S.C. Perez1, L. Coghill2, A.A. Wheeler1  1University Of Missouri, Surgery, Columbia, MO, USA 2University Of Missouri, Bioinformatics, Columbia, MO, USA

Introduction: Postoperative small bowel obstruction (SBO) is a rare postoperative complication that occurs after primary bariatric surgery. Currently, there are no adequate predictive models to determine the risk of SBO, however, machine learning techniques such as deep neural networks (a primary component of artificial intelligence) and extreme gradient boosting (XGB) potentially offer a substantial advantage over conventional prediction methods. Therefore, the primary aim of this study is to determine the utility of more advanced risk prediction techniques in the field of surgery.
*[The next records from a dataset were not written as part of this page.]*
//! Private key types with secure memory handling.
//!
//! - [`SecretKey`] is a fixed 32-byte scalar, zeroized on drop, never
//!   cloned and never printed.
//! - [`KeyInfo`] pairs raw private key bytes with their algorithm. It is
//!   the unit the vault encrypts and the form keys are exported in.
//!
//! # Export Format
//!
//! `KeyInfo` serializes to the node's wallet export JSON:
//!
//! ```text
//! {"Type":"secp256k1","PrivateKey":"<base64>"}
//! ```
//!
//! BLS private keys are stored little-endian.

use base64::engine::general_purpose::STANDARD as BASE64;
use base64::Engine as _;
use filsign_core::error::SignError;
use filsign_core::types::SignatureType;
use rand::RngCore;
use serde::{Deserialize, Deserializer, Serialize, Serializer};
use subtle::ConstantTimeEq;
use zeroize::{Zeroize, ZeroizeOnDrop, Zeroizing};

/// The length of a private key in bytes, for both algorithms.
pub const SECRET_KEY_LEN: usize = 32;

/// A 32-byte secret scalar with automatic zeroization.
///
/// This type intentionally does not implement `Clone`; key material is
/// moved, not copied.
///
/// # Example
///
/// ```
/// use filsign_crypto::keys::SecretKey;
///
/// let key = SecretKey::generate();
/// assert_eq!(key.as_bytes().len(), 32);
/// assert_eq!(format!("{key:?}"), "SecretKey([REDACTED])");
/// ```
#[derive(Zeroize, ZeroizeOnDrop)]
pub struct SecretKey {
    bytes: [u8; SECRET_KEY_LEN],
}

impl SecretKey {
    /// Wraps raw key bytes. The caller should zeroize its own copy.
    #[must_use]
    pub const fn new(bytes: [u8; SECRET_KEY_LEN]) -> Self {
        Self { bytes }
    }

    /// Draws 32 bytes from the operating system RNG.
    #[must_use]
    pub fn generate() -> Self {
        let mut bytes = [0u8; SECRET_KEY_LEN];
        rand::rngs::OsRng.fill_bytes(&mut bytes);
        Self { bytes }
    }

    /// Parses a byte slice that must be exactly 32 bytes long.
    ///
    /// # Errors
    ///
    /// Returns [`SignError::InvalidKey`] for any other length.
    pub fn from_slice(bytes: &[u8]) -> Result<Self, SignError> {
        let bytes: [u8; SECRET_KEY_LEN] = bytes.try_into().map_err(|_| {
            SignError::invalid_key(format!(
                "private key must be {SECRET_KEY_LEN} bytes, got {}",
                bytes.len()
            ))
        })?;
        Ok(Self { bytes })
    }

    /// Exposes the raw bytes for a cryptographic operation.
    ///
    /// The reference must not outlive the operation that needs it.
    #[must_use]
    pub const fn as_bytes(&self) -> &[u8; SECRET_KEY_LEN] {
        &self.bytes
    }
}

impl std::fmt::Debug for SecretKey {
    fn fmt(&self, f: &mut std::fmt::Formatter<'_>) -> std::fmt::Result {
        f.write_str("SecretKey([REDACTED])")
    }
}

impl PartialEq for SecretKey {
    fn eq(&self, other: &Self) -> bool {
        self.bytes.ct_eq(&other.bytes).into()
    }
}

impl Eq for SecretKey {}

// ============================================================================
// KeyInfo
// ============================================================================

/// A private key tagged with its signature algorithm.
///
/// The private key length is not checked here; signing and address
/// derivation reject anything but 32 bytes with [`SignError::InvalidKey`].
#[derive(Zeroize, ZeroizeOnDrop)]
pub struct KeyInfo {
    #[zeroize(skip)]
    key_type: SignatureType,
    private_key: Vec<u8>,
}

impl KeyInfo {
    /// Creates a key info from raw private key bytes.
    #[must_use]
    pub fn new(key_type: SignatureType, private_key: impl Into<Vec<u8>>) -> Self {
        Self {
            key_type,
            private_key: private_key.into(),
        }
    }

    /// The algorithm this key signs with.
    #[must_use]
    pub const fn key_type(&self) -> SignatureType {
        self.key_type
    }

    /// The raw private key bytes.
    #[must_use]
    pub fn private_key(&self) -> &[u8] {
        &self.private_key
    }

    /// Copies the private key into a [`SecretKey`].
    ///
    /// # Errors
    ///
    /// Returns [`SignError::InvalidKey`] if the key is not 32 bytes.
    pub fn secret_key(&self) -> Result<SecretKey, SignError> {
        SecretKey::from_slice(&self.private_key)
    }

    /// Serializes to the export JSON.
    ///
    /// # Errors
    ///
    /// Fails only if serialization itself fails.
    pub fn to_json(&self) -> serde_json::Result<Zeroizing<Vec<u8>>> {
        serde_json::to_vec(self).map(Zeroizing::new)
    }

    /// Parses the export JSON.
    ///
    /// # Errors
    ///
    /// Returns an error for malformed JSON, an unknown `Type` or invalid base64.
    pub fn from_json(bytes: &[u8]) -> serde_json::Result<Self> {
        serde_json::from_slice(bytes)
    }
}

impl std::fmt::Debug for KeyInfo {
    fn fmt(&self, f: &mut std::fmt::Formatter<'_>) -> std::fmt::Result {
        f.debug_struct("KeyInfo")
            .field("key_type", &self.key_type)
            .field("private_key", &"[REDACTED]")
            .finish()
    }
}

impl PartialEq for KeyInfo {
    fn eq(&self, other: &Self) -> bool {
        self.key_type == other.key_type
            && bool::from(self.private_key.as_slice().ct_eq(other.private_key.as_slice()))
    }
}

impl Eq for KeyInfo {}

#[derive(Serialize)]
#[serde(rename_all = "PascalCase")]
struct KeyInfoJsonOut<'a> {
    #[serde(rename = "Type")]
    key_type: SignatureType,
    private_key: &'a str,
}

/// `Type` is a string in current exports; older wallets wrote the
/// signature type byte.
#[derive(Deserialize)]
#[serde(untagged)]
enum KeyTypeTag {
    Name(String),
    Byte(u8),
}

#[derive(Deserialize)]
#[serde(rename_all = "PascalCase")]
struct KeyInfoJsonIn {
    #[serde(rename = "Type")]
    key_type: KeyTypeTag,
    private_key: String,
}

impl Serialize for KeyInfo {
    fn serialize<S: Serializer>(&self, serializer: S) -> Result<S::Ok, S::Error> {
        let encoded = Zeroizing::new(BASE64.encode(&self.private_key));
        KeyInfoJsonOut {
            key_type: self.key_type,
            private_key: &encoded,
        }
        .serialize(serializer)
    }
}

impl<'de> Deserialize<'de> for KeyInfo {
    fn deserialize<D: Deserializer<'de>>(deserializer: D) -> Result<Self, D::Error> {
        use serde::de::Error;

        let mut json = KeyInfoJsonIn::deserialize(deserializer)?;
        let key_type = match json.key_type {
            KeyTypeTag::Name(name) => name.parse().map_err(D::Error::custom)?,
            KeyTypeTag::Byte(byte) => SignatureType::from_byte(byte)
                .ok_or_else(|| D::Error::custom(format!("unknown key type {byte}")))?,
        };
        let private_key = BASE64.decode(json.private_key.as_bytes());
        json.private_key.zeroize();
        let private_key = private_key.map_err(D::Error::custom)?;
        Ok(Self {
            key_type,
            private_key,
        })
    }
}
Methods: 729,050 patients from the MBSAQIP database were analyzed, and patients undergoing primary laparoscopic gastric bypass (GB) or sleeve gastrectomy (SG) were included. The machine learning models used were logistic regression (LR), DNN and XGB to predict postoperative SBO based on available preoperative and intraoperative variables captured by the MBSAQIP database.

Results: The DNN and XGB models outperformed the LR model with AUC values of 0.832 95%CI (0.814-0.851), 0.829 95%CI (0.810-0.848), and 0.768 95%CI (0.747-0.788) respectively. After threshold optimization for each prediction method, DNN and XGB methods outperformed conventional LR with sensitivity values of 0.800 and 0.790 versus 0.687 respectively. Specificity values for the DNN, XGB, and LR models were 0.756, 0.777, and 0.707. The top five variables with the most important influence on the predictive outcome, according to the XGB and LG outputs were procedure type, operation length, creatinine level, age, and weight. Additional variables with mild importance regarding model strength are operation year, race, preoperative hematocrit, and the number of hypertensive medications.

Conclusion: Machine learning methods are currently outperforming traditional predictive models in surgery and are underutilized in specialties with large databases available. Increased use and awareness of these techniques will help bring surgical risk prediction into the modern era while also providing patients and surgeons with more detailed risk/benefit analysis.